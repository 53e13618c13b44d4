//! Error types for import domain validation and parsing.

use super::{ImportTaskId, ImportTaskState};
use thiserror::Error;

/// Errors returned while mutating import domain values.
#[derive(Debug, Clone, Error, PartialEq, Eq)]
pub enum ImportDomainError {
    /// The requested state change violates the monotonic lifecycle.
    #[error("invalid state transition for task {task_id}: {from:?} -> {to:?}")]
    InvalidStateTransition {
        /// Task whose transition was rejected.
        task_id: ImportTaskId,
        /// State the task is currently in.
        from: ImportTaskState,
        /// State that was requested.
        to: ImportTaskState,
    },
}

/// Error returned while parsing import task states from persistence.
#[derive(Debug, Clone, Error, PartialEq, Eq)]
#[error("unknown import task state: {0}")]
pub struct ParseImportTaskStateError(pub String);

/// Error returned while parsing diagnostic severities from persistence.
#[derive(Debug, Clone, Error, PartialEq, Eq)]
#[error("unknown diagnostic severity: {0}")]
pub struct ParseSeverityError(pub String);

++++++++++++++++++++

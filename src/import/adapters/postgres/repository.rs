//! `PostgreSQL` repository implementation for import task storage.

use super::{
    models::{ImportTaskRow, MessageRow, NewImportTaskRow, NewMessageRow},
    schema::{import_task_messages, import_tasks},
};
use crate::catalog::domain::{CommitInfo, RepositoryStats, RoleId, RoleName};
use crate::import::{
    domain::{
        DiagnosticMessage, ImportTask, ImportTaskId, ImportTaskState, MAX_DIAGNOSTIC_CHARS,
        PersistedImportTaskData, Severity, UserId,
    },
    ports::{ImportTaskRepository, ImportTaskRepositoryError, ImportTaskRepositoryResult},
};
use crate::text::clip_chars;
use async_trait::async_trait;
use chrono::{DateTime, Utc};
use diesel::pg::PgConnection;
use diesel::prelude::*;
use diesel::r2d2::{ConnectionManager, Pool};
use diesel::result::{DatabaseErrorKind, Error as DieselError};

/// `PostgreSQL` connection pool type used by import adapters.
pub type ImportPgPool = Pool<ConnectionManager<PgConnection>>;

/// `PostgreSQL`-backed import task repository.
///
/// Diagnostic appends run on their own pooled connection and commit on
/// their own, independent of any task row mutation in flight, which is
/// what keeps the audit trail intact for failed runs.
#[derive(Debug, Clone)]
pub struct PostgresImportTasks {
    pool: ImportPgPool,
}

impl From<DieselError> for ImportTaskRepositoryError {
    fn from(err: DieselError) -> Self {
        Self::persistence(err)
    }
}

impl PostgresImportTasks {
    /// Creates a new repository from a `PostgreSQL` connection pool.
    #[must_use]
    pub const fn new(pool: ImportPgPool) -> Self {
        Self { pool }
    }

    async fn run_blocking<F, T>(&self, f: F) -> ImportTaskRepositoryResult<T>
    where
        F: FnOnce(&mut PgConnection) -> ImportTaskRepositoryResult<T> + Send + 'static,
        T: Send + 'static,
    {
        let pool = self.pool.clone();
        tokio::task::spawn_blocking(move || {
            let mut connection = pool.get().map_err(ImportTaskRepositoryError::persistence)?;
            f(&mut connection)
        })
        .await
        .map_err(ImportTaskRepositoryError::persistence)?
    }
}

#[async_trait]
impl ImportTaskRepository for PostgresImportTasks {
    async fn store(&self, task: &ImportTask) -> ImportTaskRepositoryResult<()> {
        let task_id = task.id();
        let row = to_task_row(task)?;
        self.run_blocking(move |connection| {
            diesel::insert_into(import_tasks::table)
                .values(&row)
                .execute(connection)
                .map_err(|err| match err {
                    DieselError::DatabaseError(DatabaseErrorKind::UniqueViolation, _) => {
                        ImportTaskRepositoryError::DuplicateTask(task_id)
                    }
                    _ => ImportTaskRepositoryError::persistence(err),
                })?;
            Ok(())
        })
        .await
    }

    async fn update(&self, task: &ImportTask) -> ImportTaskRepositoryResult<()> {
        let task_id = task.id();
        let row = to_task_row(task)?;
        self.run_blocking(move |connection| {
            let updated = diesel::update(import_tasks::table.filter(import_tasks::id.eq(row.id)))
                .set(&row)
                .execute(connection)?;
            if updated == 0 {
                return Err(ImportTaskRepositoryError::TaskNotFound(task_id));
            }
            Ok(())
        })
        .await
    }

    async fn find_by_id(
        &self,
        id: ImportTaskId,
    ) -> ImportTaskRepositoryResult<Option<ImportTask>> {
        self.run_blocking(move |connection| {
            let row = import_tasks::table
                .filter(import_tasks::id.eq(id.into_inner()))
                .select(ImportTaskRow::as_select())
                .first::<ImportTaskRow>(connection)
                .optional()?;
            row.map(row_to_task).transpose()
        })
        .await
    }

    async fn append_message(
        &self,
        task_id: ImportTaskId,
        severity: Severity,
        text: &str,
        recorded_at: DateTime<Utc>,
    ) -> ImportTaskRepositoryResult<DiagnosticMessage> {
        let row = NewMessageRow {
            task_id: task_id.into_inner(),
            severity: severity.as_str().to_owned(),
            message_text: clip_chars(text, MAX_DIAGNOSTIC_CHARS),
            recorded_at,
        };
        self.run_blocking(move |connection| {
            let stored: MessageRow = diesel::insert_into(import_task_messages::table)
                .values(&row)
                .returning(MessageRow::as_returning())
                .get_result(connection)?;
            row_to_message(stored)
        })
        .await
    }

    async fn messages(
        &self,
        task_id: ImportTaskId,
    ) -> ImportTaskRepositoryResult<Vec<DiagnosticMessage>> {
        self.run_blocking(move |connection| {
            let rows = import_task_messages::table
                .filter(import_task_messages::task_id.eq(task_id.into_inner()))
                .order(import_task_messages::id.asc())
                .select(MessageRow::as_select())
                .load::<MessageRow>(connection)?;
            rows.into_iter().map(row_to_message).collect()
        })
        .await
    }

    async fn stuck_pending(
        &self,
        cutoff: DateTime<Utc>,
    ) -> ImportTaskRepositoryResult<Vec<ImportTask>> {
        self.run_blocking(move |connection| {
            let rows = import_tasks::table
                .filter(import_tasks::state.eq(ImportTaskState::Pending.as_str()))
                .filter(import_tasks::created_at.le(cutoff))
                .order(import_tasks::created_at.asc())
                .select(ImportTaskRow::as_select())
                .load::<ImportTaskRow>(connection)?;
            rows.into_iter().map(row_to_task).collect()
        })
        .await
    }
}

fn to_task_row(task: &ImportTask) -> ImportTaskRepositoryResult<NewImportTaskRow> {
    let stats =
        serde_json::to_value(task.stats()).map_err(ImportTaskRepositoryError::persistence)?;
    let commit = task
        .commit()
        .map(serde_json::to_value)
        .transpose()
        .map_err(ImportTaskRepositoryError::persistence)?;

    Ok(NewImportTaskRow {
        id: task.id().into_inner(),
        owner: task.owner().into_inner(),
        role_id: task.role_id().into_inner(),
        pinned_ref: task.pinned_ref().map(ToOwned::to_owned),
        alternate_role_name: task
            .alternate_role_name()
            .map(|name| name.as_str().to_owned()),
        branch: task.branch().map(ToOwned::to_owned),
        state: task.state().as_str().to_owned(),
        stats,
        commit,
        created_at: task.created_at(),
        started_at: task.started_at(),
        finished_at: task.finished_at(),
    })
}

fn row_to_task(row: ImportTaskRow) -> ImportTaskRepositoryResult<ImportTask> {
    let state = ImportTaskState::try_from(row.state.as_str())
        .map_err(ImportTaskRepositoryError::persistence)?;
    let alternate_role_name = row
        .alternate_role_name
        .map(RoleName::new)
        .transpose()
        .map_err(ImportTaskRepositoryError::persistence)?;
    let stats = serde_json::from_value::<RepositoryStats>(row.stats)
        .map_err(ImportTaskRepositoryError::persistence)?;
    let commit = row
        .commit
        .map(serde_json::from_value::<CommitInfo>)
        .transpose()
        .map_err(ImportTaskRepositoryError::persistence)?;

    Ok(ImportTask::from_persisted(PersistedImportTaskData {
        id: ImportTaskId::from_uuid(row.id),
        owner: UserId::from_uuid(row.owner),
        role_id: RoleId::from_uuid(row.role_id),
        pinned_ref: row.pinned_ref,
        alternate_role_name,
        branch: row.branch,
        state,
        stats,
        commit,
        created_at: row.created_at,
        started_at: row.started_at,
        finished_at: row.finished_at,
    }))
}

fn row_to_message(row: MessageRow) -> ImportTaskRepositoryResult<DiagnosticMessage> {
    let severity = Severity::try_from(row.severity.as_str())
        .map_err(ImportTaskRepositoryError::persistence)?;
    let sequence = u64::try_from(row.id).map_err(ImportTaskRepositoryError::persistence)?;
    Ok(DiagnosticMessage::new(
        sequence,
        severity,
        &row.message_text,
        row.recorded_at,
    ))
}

++++++++++++++++++++

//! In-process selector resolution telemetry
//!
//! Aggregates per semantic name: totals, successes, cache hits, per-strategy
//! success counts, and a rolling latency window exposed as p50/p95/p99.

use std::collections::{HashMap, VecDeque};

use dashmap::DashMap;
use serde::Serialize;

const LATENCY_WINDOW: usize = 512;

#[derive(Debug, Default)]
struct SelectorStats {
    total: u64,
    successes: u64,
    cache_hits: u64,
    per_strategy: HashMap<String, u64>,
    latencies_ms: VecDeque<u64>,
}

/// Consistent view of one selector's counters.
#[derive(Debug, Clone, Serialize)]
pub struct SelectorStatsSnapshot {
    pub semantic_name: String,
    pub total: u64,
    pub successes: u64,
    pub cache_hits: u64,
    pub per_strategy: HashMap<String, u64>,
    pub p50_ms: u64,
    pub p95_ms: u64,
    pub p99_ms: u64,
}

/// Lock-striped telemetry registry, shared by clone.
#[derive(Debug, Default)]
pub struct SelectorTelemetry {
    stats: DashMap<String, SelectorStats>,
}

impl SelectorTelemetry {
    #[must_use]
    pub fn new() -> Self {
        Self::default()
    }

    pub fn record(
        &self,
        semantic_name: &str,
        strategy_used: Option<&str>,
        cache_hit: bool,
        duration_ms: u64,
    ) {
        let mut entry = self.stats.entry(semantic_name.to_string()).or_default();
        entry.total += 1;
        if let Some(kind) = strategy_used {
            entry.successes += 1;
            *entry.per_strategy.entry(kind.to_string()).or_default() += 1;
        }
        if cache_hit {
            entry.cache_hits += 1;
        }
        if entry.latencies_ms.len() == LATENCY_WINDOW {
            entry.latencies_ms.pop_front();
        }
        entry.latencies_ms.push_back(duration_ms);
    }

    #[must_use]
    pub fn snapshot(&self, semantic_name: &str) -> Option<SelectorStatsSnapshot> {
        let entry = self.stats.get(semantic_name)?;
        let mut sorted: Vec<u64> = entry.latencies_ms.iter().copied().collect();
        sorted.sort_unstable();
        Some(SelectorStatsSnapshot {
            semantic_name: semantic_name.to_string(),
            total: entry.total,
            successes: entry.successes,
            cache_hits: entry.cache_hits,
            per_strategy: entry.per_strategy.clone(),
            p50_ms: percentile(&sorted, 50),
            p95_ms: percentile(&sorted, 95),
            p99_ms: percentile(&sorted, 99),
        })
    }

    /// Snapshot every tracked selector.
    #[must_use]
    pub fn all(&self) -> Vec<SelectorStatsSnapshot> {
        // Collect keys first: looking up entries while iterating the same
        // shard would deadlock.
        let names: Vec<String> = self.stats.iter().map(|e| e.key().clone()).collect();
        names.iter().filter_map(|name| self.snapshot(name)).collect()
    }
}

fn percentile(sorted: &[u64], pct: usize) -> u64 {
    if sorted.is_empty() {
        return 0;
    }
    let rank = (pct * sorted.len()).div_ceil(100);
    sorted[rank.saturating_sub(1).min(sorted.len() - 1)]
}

++++++++++++++++++++

▶ What to do: The required answer is the run of lines above, starting at the line with "entry.total += 1;" and ending at the line with "pub fn all(&self)", reproduced exactly with both ends.

▶ Task response:
        entry.total += 1;
        if let Some(kind) = strategy_used {
            entry.successes += 1;
            *entry.per_strategy.entry(kind.to_string()).or_default() += 1;
        }
        if cache_hit {
            entry.cache_hits += 1;
        }
        if entry.latencies_ms.len() == LATENCY_WINDOW {
            entry.latencies_ms.pop_front();
        }
        entry.latencies_ms.push_back(duration_ms);
    }

    #[must_use]
    pub fn snapshot(&self, semantic_name: &str) -> Option<SelectorStatsSnapshot> {
        let entry = self.stats.get(semantic_name)?;
        let mut sorted: Vec<u64> = entry.latencies_ms.iter().copied().collect();
        sorted.sort_unstable();
        Some(SelectorStatsSnapshot {
            semantic_name: semantic_name.to_string(),
            total: entry.total,
            successes: entry.successes,
            cache_hits: entry.cache_hits,
            per_strategy: entry.per_strategy.clone(),
            p50_ms: percentile(&sorted, 50),
            p95_ms: percentile(&sorted, 95),
            p99_ms: percentile(&sorted, 99),
        })
    }

    /// Snapshot every tracked selector.
    #[must_use]
    pub fn all(&self) -> Vec<SelectorStatsSnapshot> {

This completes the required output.